Data analytics: the new win-win-win

08 Dec 2017

The power used to lie with those who possessed information. But these days the winners are those that recognise and exploit the value of this information. Businesses in the sharing economy have internalised this principle and geared their business models to innovative forms of data analysis and processing. Not only have they achieved obvious success this way, but they’re posing a growing threat to the business establishment, forcing it to question its business models and rethink the way it approaches data and data protection.

Which way is the data wind blowing?

The power used to lie with those who possessed information. But these days the winners are those that recognise and exploit the value of this information. Businesses in the sharing economy have internalised this principle and geared their business models to innovative forms of data analysis and processing. Not only have they achieved obvious success this way, but they’re posing a growing threat to the business establishment, forcing it to question its business models and rethink the way it approaches data and data protection.

This paradigm shift requires two things: bringing together data from many different sources, and state-of-the-art data analytics. Only by combining the two can this data be transformed into knowledge and economic advantage in the form of new data models. There’s even statistical proof that companies that systematically make decisions on the basis of data and modern analytics are able to gain a clear strategic competitive edge.

The truth of game theory

At this point I’d like to make a brief digression into game theory. Game theory models decisionmaking situations where an individual’s success depends not just on their own behaviour, but on other people’s as well. It’s in the sharing economy that game theory has found its link to reality. Peer-to-peer providers have realised that the utility to each individual increases if everyone acts together and positions themselves as part of an ecosystem. To do this you need sufficient volumes of data, knowledge of the relevant market mechanisms, and the right methods and processes. You also need to be able to think in terms of network structures way out of the box.
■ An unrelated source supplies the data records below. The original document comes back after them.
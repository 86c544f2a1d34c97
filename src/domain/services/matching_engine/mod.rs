pub mod grid;
pub mod pair_engine;
pub mod pairing;
pub mod trailing;

/// Re-export key types for convenience
pub use self::grid::{GridLevel, GridPlan, GridSide, GridSpec, ProtectiveOrder};
pub use self::pair_engine::{MatchResult, PairEngine};
pub use self::pairing::pair_counterparty;
pub use self::trailing::TrailingUpdate;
Winning in the latest dimension

Data analytics enables individuals to exploit the know-how of the mass. The following example illustrates what this means in real life. On behalf of a German doctors’ organisation we at PwC have developed a predictive model for the medication of multiple sclerosis patients. The actual tool runs via an easy-to-use app that physicians can use to improve the way they prescribe medication for their patients and manage their wellbeing more efficiently and systematically. The app draws on more than 190,000 data sets for other MS patients, the experience of hundreds of doctors, and the medical knowledge of other parts of the pharmaceutical industry. The expert tool interprets this universe of data using complex algorithms to make reliable predictions about the patient’s drug tolerance and the development of their health.

This kind of predictive, personalised data analysis benefits everyone involved: the patient gets quicker, more successful treatment and improved quality of life; doctors are able to make better recommendations and boost their reputation; the pharma industry has an opportunity to refine its knowledge of the efficacy of its drugs; and finally, health insurers benefit from lower healthcare costs.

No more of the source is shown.